Before she died in 1986, Hanks sold several artifacts to a Civil War buff named Larry Davis. Davis recalled seeing the small picture, which is kept in a hinged frame finished with velvet and brass, labeled with a Post-it note that read: “Cousin Abe.” Allegedly, Davis’ wife stole the picture from him and sold it to an Illinois dentist named Jerald Spolar.
What are the experts saying?
Whitny Braun, a California investigative researcher who has spent several years looking into the authenticity of the photo, first heard about it when she received a phone call from Spolar in 2020. When Braun saw the photo with her own eyes, she was shocked that a random dentist owned what could be one of the most valuable photographs of Lincoln ever taken.
Whitny Braun also sees clues hidden in the picture that could prove its authenticity. The subject’s right eye appears to be bulging, which is consistent with a gunshot wound to the head. Braun also noted the small scar on his lip, which was a confirmed feature of Lincoln’s.
“My first thought was that it was too good to be true,” said Braun, who was featured in the documentary Undiscovered: The Lost Lincoln. Braun says she is “99 percent sure” that the photo is authentic, but several details have left other experts feeling skeptical.
The first interesting fact about the photograph is that is an ambrotype, a picture created using a glass negative on a dark background. But the ambrotype method was outdated by the 1860s, so why would a professional photographer like Ulke use such an old and inefficient method for a secret photo?
Is the man in the death photo really Lincoln?
Harold Holzer, who has intensely studied the 130 Lincoln photos in existence for his book The Lincoln Image: Abraham Lincoln and Popular Print, is not convinced the photo is real. “Not every man with a beard photographed after 1861 was Abraham Lincoln,” he said. “It’s going to take a lot for me to take this seriously. It doesn’t scan.”

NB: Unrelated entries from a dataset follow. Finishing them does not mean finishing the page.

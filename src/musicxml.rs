//! # MusicXML Export
//!
//! Hands an exercise to notation software.
//!
//! Guitar is a transposing instrument: it sounds an octave below the written
//! note. Exercises hold sounding pitches (open low E = E2), so every note is
//! written one octave up and the part carries an octave-down `<transpose>`.
//!
//! Each bar is one `<measure>` of quarter notes (time signature
//! `notes_per_bar`/4). Every chord segment opens with a `<words>` direction
//! naming its chord.

use crate::exercise::{Exercise, ExerciseMeasure};
use crate::pitch::{Accidental, Note, NoteName};
use quick_xml::escape::escape;

/// Sharps and flats in key-signature order
const SHARP_ORDER: [NoteName; 7] =
    [NoteName::F, NoteName::C, NoteName::G, NoteName::D, NoteName::A, NoteName::E, NoteName::B];
const FLAT_ORDER: [NoteName; 7] =
    [NoteName::B, NoteName::E, NoteName::A, NoteName::D, NoteName::G, NoteName::C, NoteName::F];

/// Convert an exercise to MusicXML
pub fn to_musicxml(exercise: &Exercise) -> String {
    let mut xml = String::new();

    xml.push_str(r#"<?xml version="1.0" encoding="UTF-8"?>"#);
    xml.push('\n');
    xml.push_str(r#"<!DOCTYPE score-partwise PUBLIC "-//Recordare//DTD MusicXML 4.0 Partwise//EN" "http://www.musicxml.org/dtds/partwise.dtd">"#);
    xml.push('\n');
    xml.push_str(r#"<score-partwise version="4.0">"#);
    xml.push('\n');

    let title = match (&exercise.title, exercise.shape) {
        (Some(title), _) => title.clone(),
        (None, Some(shape)) => format!("Arpeggios in {} ({} shape)", exercise.key, shape),
        (None, None) => format!("Arpeggios in {}", exercise.key),
    };
    xml.push_str("  <work>\n");
    xml.push_str(&format!("    <work-title>{}</work-title>\n", escape(title.as_str())));
    xml.push_str("  </work>\n");

    xml.push_str("  <part-list>\n");
    xml.push_str("    <score-part id=\"P1\">\n");
    xml.push_str("      <part-name>Guitar</part-name>\n");
    xml.push_str("    </score-part>\n");
    xml.push_str("  </part-list>\n");

    xml.push_str("  <part id=\"P1\">\n");
    for bar in 1..=exercise.bar_count() {
        let segments: Vec<&ExerciseMeasure> = exercise.bar(bar).collect();
        xml.push_str(&bar_to_xml(exercise, bar, &segments));
    }
    xml.push_str("  </part>\n");
    xml.push_str("</score-partwise>\n");

    xml
}

fn bar_to_xml(exercise: &Exercise, number: usize, segments: &[&ExerciseMeasure]) -> String {
    let mut xml = String::new();

    xml.push_str(&format!("    <measure number=\"{}\">\n", number));

    if number == 1 {
        xml.push_str("      <attributes>\n");
        xml.push_str("        <divisions>1</divisions>\n");
        xml.push_str("        <key>\n");
        xml.push_str(&format!("          <fifths>{}</fifths>\n", exercise.fifths));
        xml.push_str("        </key>\n");
        xml.push_str("        <time>\n");
        xml.push_str(&format!("          <beats>{}</beats>\n", exercise.notes_per_bar));
        xml.push_str("          <beat-type>4</beat-type>\n");
        xml.push_str("        </time>\n");
        xml.push_str("        <clef>\n");
        xml.push_str("          <sign>G</sign>\n");
        xml.push_str("          <line>2</line>\n");
        xml.push_str("        </clef>\n");
        xml.push_str("        <transpose>\n");
        xml.push_str("          <diatonic>0</diatonic>\n");
        xml.push_str("          <chromatic>0</chromatic>\n");
        xml.push_str("          <octave-change>-1</octave-change>\n");
        xml.push_str("        </transpose>\n");
        xml.push_str("      </attributes>\n");
    }

    if number == 1 {
        xml.push_str("      <direction placement=\"above\">\n");
        xml.push_str("        <direction-type>\n");
        xml.push_str(&format!("          <metronome><beat-unit>quarter</beat-unit><per-minute>{}</per-minute></metronome>\n", exercise.tempo));
        xml.push_str("        </direction-type>\n");
        xml.push_str(&format!("        <sound tempo=\"{}\"/>\n", exercise.tempo));
        xml.push_str("      </direction>\n");
    }

    for segment in segments {
        xml.push_str("      <direction placement=\"above\">\n");
        xml.push_str("        <direction-type>\n");
        xml.push_str(&format!("          <words>{}</words>\n", escape(segment.chord_name.as_str())));
        xml.push_str("        </direction-type>\n");
        xml.push_str("      </direction>\n");

        for note in &segment.notes {
            xml.push_str(&note_to_xml(note, exercise.fifths));
        }
    }

    xml.push_str("    </measure>\n");
    xml
}

fn note_to_xml(note: &Note, fifths: i8) -> String {
    let mut xml = String::new();

    xml.push_str("      <note>\n");
    xml.push_str("        <pitch>\n");
    xml.push_str(&format!("          <step>{}</step>\n", note.name.as_str()));
    match note.accidental {
        Accidental::Sharp => xml.push_str("          <alter>1</alter>\n"),
        Accidental::Flat => xml.push_str("          <alter>-1</alter>\n"),
        Accidental::Natural => {}
    }
    // Written an octave above sounding pitch
    xml.push_str(&format!("          <octave>{}</octave>\n", note.octave + 1));
    xml.push_str("        </pitch>\n");
    xml.push_str("        <duration>1</duration>\n");
    xml.push_str("        <type>quarter</type>\n");

    // Only mark accidentals the key signature does not already imply
    if note.accidental != key_accidental(note.name, fifths) {
        let accidental = match note.accidental {
            Accidental::Sharp => "sharp",
            Accidental::Flat => "flat",
            Accidental::Natural => "natural",
        };
        xml.push_str(&format!("        <accidental>{}</accidental>\n", accidental));
    }

    xml.push_str("      </note>\n");
    xml
}

/// Accidental the key signature applies to a letter.
fn key_accidental(name: NoteName, fifths: i8) -> Accidental {
    let count = fifths.unsigned_abs() as usize;
    if fifths > 0 && SHARP_ORDER[..count.min(7)].contains(&name) {
        Accidental::Sharp
    } else if fifths < 0 && FLAT_ORDER[..count.min(7)].contains(&name) {
        Accidental::Flat
    } else {
        Accidental::Natural
    }
}
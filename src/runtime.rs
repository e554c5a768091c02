//! The boundary between the tracker and a concrete VR runtime.
//!
//! Methods mirror the runtime's own calls closely (error codes as out values,
//! two-call string reads) so that backends stay thin and the policy lives in
//! [`Tracker`](crate::Tracker).

use crate::types::{
    ApplicationType, ControllerRole, ControllerState, DeviceClass, DeviceIndex, DeviceProperty,
    InitError, PropertyError, RawEvent, RawPose, ScreenshotError, ScreenshotHandle,
    TrackingOrigin,
};
use std::path::Path;

/// An initialized runtime's system interface.
pub trait Runtime {
    /// Seconds since the last vsync and the frame counter, if the runtime has
    /// vsync timing.
    fn time_since_last_vsync(&self) -> Option<(f32, u64)>;

    /// Fill `poses` with every device's pose, predicted `predicted_seconds`
    /// into the future.
    fn device_to_absolute_tracking_pose(
        &self,
        origin: TrackingOrigin,
        predicted_seconds: f32,
        poses: &mut [RawPose],
    );

    /// Read a string property. Returns the size (including the terminating
    /// NUL) the value needs and the error code. With `buf` set to `None` or
    /// too small, the runtime answers `BufferTooSmall` and the required size.
    fn string_property(
        &self,
        index: DeviceIndex,
        prop: DeviceProperty,
        buf: Option<&mut [u8]>,
    ) -> (u32, PropertyError);

    fn float_property(&self, index: DeviceIndex, prop: DeviceProperty) -> (f32, PropertyError);

    fn bool_property(&self, index: DeviceIndex, prop: DeviceProperty) -> (bool, PropertyError);

    fn int32_property(&self, index: DeviceIndex, prop: DeviceProperty) -> (i32, PropertyError);

    fn uint64_property(&self, index: DeviceIndex, prop: DeviceProperty) -> (u64, PropertyError);

    fn tracked_device_class(&self, index: DeviceIndex) -> DeviceClass;

    fn is_tracked_device_connected(&self, index: DeviceIndex) -> bool;

    fn device_index_for_controller_role(&self, role: ControllerRole) -> DeviceIndex;

    fn controller_state(&self, index: DeviceIndex) -> Option<ControllerState>;

    fn trigger_haptic_pulse(&self, index: DeviceIndex, axis: u32, duration_us: u16);

    /// Next pending event, if any.
    fn poll_next_event(&mut self) -> Option<RawEvent>;

    fn take_stereo_screenshot(
        &self,
        preview_path: &Path,
        vr_path: &Path,
    ) -> std::result::Result<ScreenshotHandle, ScreenshotError>;
}

/// Finds or starts a runtime.
pub trait Connector {
    type Runtime: Runtime;

    /// A runtime already initialized in this process, without initializing a
    /// new one.
    fn existing(&mut self) -> Option<Self::Runtime>;

    /// Initialize the runtime for the given application type.
    fn init(&mut self, app_type: ApplicationType) -> std::result::Result<Self::Runtime, InitError>;

    /// Whether a runtime could be used at all on this machine.
    fn is_available(&self) -> bool;
}
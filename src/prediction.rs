//! Motion-to-photon prediction.
//!
//! Poses are requested for the moment the frame being prepared will light up
//! on the display: the rest of the current refresh cycle plus the panel's
//! vsync-to-photons delay.
//! See <https://github.com/ValveSoftware/openvr/wiki/IVRSystem::GetDeviceToAbsoluteTrackingPose>.

/// Readings above this are treated as bogus.
pub const MAX_SECONDS_SINCE_VSYNC: f32 = 1.0;

/// Seconds to predict ahead, or 0 when the inputs are unusable.
pub fn seconds_to_photons(display_hz: f32, seconds_since_vsync: f32, vsync_to_photons: f32) -> f32 {
    if seconds_since_vsync > MAX_SECONDS_SINCE_VSYNC {
        return 0.0;
    }
    if !(display_hz.is_finite() && display_hz > 0.0) {
        return 0.0;
    }

    let frame_duration = 1.0 / display_hz;
    let predicted = frame_duration - seconds_since_vsync + vsync_to_photons;
    if predicted < 0.0 || !predicted.is_finite() {
        return 0.0;
    }
    predicted
}

#[cfg(test)]
mod tests {
    use super::*;

    #[test]
    fn test_typical_90hz() {
        let t = seconds_to_photons(90.0, 0.005, 0.003);
        assert!((t - 0.009_111).abs() < 1e-5, "got {}", t);
    }

    #[test]
    fn test_bogus_vsync_reading() {
        assert_eq!(seconds_to_photons(90.0, 1.5, 0.003), 0.0);
    }

    #[test]
    fn test_negative_clamps_to_zero() {
        // Late in a long cycle: 1/90 - 0.02 + 0.001 < 0
        assert_eq!(seconds_to_photons(90.0, 0.02, 0.001), 0.0);
    }

    #[test]
    fn test_zero_refresh_rate() {
        assert_eq!(seconds_to_photons(0.0, 0.005, 0.003), 0.0);
        assert_eq!(seconds_to_photons(f32::NAN, 0.005, 0.003), 0.0);
    }
}
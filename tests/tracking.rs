use nalgebra::{UnitQuaternion, Vector3};
use ovr_tracking::mock::{MockConnector, MockDevice, MockRuntime};
use ovr_tracking::transform::{apply_local, apply_world_with_offset};
use ovr_tracking::{
    event_type, DeviceClass, EnumerationStrategy, RawEvent, SceneNode, ScreenshotError, Tracker,
    TrackerConfig, TrackingError, TrackingEvent, INVALID_DEVICE_INDEX,
};

fn rig() -> MockRuntime {
    let rt = MockRuntime::new();
    rt.add_device(
        0,
        MockDevice::new(DeviceClass::Hmd)
            .with_serial("LHR-HMD")
            .with_render_model("generic_hmd")
            .at([0.0, 1.7, 0.0], [0.0; 3], [0.0; 3]),
    );
    rt.add_device(
        3,
        MockDevice::new(DeviceClass::Controller)
            .with_serial("LHR-CTRL")
            .with_render_model("vr_controller_vive_1_5")
            .with_registered_type("htc/vive_controllerLHR-CTRL"),
    );
    rt.add_device(
        4,
        MockDevice::new(DeviceClass::TrackingReference)
            .with_serial("LHB-1")
            .with_render_model("lh_basestation_vive"),
    );
    rt.add_device(
        7,
        MockDevice::new(DeviceClass::GenericTracker)
            .with_serial("LHR-TRK")
            .with_registered_type("htc/vive_trackerLHR-TRK")
            .at([0.2, 1.0, -0.5], [0.0, 0.0, 1.0], [0.0; 3]),
    );
    rt.set_running(true);
    rt
}

fn tracker_with(rt: &MockRuntime, enumeration: EnumerationStrategy) -> Tracker<MockConnector> {
    let config = TrackerConfig {
        enumeration,
        ..Default::default()
    };
    Tracker::with_config(MockConnector::new(rt.clone()), config)
}

struct Node {
    position: Vector3<f32>,
    rotation: UnitQuaternion<f32>,
    local_position: Vector3<f32>,
    local_rotation: UnitQuaternion<f32>,
}

impl Default for Node {
    fn default() -> Self {
        Self {
            position: Vector3::zeros(),
            rotation: UnitQuaternion::identity(),
            local_position: Vector3::zeros(),
            local_rotation: UnitQuaternion::identity(),
        }
    }
}

impl SceneNode for Node {
    fn set_position(&mut self, position: Vector3<f32>) {
        self.position = position;
    }
    fn set_rotation(&mut self, rotation: UnitQuaternion<f32>) {
        self.rotation = rotation;
    }
    fn set_local_position(&mut self, position: Vector3<f32>) {
        self.local_position = position;
    }
    fn set_local_rotation(&mut self, rotation: UnitQuaternion<f32>) {
        self.local_rotation = rotation;
    }
}

#[test]
fn enumeration_filters() {
    for strategy in [
        EnumerationStrategy::FullScan,
        EnumerationStrategy::StopAtConnectedCount,
    ] {
        let rt = rig();
        let tracker = tracker_with(&rt, strategy);

        assert_eq!(tracker.connected_device_count(), 4);
        assert_eq!(tracker.connected_devices(), vec![0, 3, 4, 7]);
        assert_eq!(tracker.device_index_by_serial("LHR-TRK"), 7);
        assert_eq!(tracker.device_index_by_serial("LHR"), INVALID_DEVICE_INDEX);
        assert_eq!(tracker.vive_trackers(), vec![7]);
        assert_eq!(tracker.vive_controllers(), vec![3]);
        assert_eq!(tracker.base_stations(), vec![4]);
        assert_eq!(tracker.device_indices_by_render_model("vive"), vec![3, 4]);
    }
}

#[test]
fn disconnected_devices_are_skipped() {
    let rt = rig();
    rt.set_connected(7, false);
    let tracker = tracker_with(&rt, EnumerationStrategy::FullScan);

    assert!(tracker.vive_trackers().is_empty());
    assert_eq!(tracker.device_index_by_serial("LHR-TRK"), INVALID_DEVICE_INDEX);

    let list = tracker.device_info_list();
    assert_eq!(list.lines().count(), 3);
    assert!(list.starts_with("Device ID:0 Serial:LHR-HMD Model:generic_hmd "));

    let partial = tracker.device_info_list_for(&[3, 7]);
    assert_eq!(partial.lines().count(), 1);
}

#[test]
fn transform_by_serial_converts_frame() {
    let rt = rig();
    let mut tracker = tracker_with(&rt, EnumerationStrategy::FullScan);
    tracker.refresh(1);

    let t = tracker.transform_by_serial("LHR-TRK").unwrap();
    assert_eq!(t.device, 7);
    assert_eq!(t.position, Vector3::new(0.2, 1.0, 0.5));
    assert_eq!(t.velocity, Vector3::new(0.0, 0.0, -1.0));
    assert!(tracker.transform_by_serial("missing").is_none());

    let (position, _rotation) = tracker.pose(0).unwrap();
    assert_eq!(position, Vector3::new(0.0, 1.7, 0.0));
    let (velocity, angular) = tracker.velocity(7).unwrap();
    assert_eq!(velocity.z, -1.0);
    assert_eq!(angular, Vector3::zeros());
}

#[test]
fn scene_nodes_follow_devices() {
    let rt = rig();
    let mut tracker = tracker_with(&rt, EnumerationStrategy::FullScan);
    tracker.refresh(1);

    let hmd = tracker.hmd_transform();
    let trk = tracker.transform(7);
    let mut node = Node::default();

    apply_world_with_offset(&mut node, trk.as_ref(), hmd.as_ref());
    assert!((node.position - Vector3::new(0.2, -0.7, 0.5)).norm() < 1e-6);
    assert!(node.rotation.angle() < 1e-6);

    apply_local(&mut node, hmd.as_ref());
    assert_eq!(node.local_position, Vector3::new(0.0, 1.7, 0.0));
    assert!(node.local_rotation.angle() < 1e-6);

    // Invalid devices leave the node untouched.
    apply_local(&mut node, tracker.transform(12).as_ref());
    assert_eq!(node.local_position, Vector3::new(0.0, 1.7, 0.0));
}

#[test]
fn tracker_positions_group_by_class_and_cache_serials() {
    let rt = rig();
    let mut tracker = tracker_with(&rt, EnumerationStrategy::FullScan);

    let positions = tracker.tracker_positions();
    assert_eq!(positions.len(), 4);
    assert_eq!(positions[&DeviceClass::Hmd].len(), 1);
    assert_eq!(positions[&DeviceClass::Controller][0].serial.as_deref(), Some("LHR-CTRL"));
    let tracked = &positions[&DeviceClass::GenericTracker][0];
    assert_eq!(tracked.device, 7);
    assert_eq!(tracked.transform.position, Vector3::new(0.2, 1.0, 0.5));

    let request = rt.pose_requests()[0];
    assert_eq!(request.predicted_seconds, 0.0);

    // Serial stays cached for the slot until the handle is closed.
    rt.add_device(3, MockDevice::new(DeviceClass::Controller).with_serial("SWAPPED"));
    let positions = tracker.tracker_positions();
    assert_eq!(positions[&DeviceClass::Controller][0].serial.as_deref(), Some("LHR-CTRL"));
}

#[test]
fn events_are_polled_in_order() {
    let rt = rig();
    let mut tracker = tracker_with(&rt, EnumerationStrategy::FullScan);

    let activated = RawEvent {
        event_type: event_type::TRACKED_DEVICE_ACTIVATED,
        device: 7,
        age_seconds: 0.0,
    };
    let quit = RawEvent {
        event_type: event_type::QUIT,
        device: INVALID_DEVICE_INDEX,
        age_seconds: 0.0,
    };
    rt.push_event(activated);
    rt.push_event(quit);

    assert_eq!(
        tracker.poll_events(),
        vec![
            TrackingEvent::Raw(activated),
            TrackingEvent::Disconnected,
            TrackingEvent::Raw(quit),
        ]
    );
    assert!(tracker.poll_events().is_empty());

    rt.push_event(quit);
    assert!(tracker.poll_quit());
    assert!(!tracker.poll_quit());
}

#[test]
fn screenshots_report_runtime_errors() {
    let rt = rig();
    let tracker = tracker_with(&rt, EnumerationStrategy::FullScan);

    assert_eq!(tracker.take_screenshot("preview.png", "vr.png").unwrap(), 1);
    assert_eq!(rt.screenshots().len(), 1);

    rt.set_screenshot_result(Err(ScreenshotError(108)));
    assert!(matches!(
        tracker.take_screenshot("preview.png", "vr.png"),
        Err(TrackingError::Screenshot(ScreenshotError(108)))
    ));
}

In addition to the ambrotype theory, Holzer notes that the man in the photo is wearing a shirt when history has proven that Lincoln’s clothes were taken off him once he was brought to the boarding house in order to check for any other injuries.
Other details don’t seem to add up. The bed post on the left side of the image appears smooth, while the actual Lincoln deathbed in the boardinghouse is known to have rounded and grooved sides. Lincoln’s iconic facial features like his strong nose also seem to be missing from the photo in question.
Over the years other potential Lincoln death photos have been hinted at, including one stashed in a time capsule underneath the now-dismantled statue of Robert E. Lee in Richmond, Virginia. The time capsule dates back to the Civil War era and included bullets of the era, buttons, letters, and books.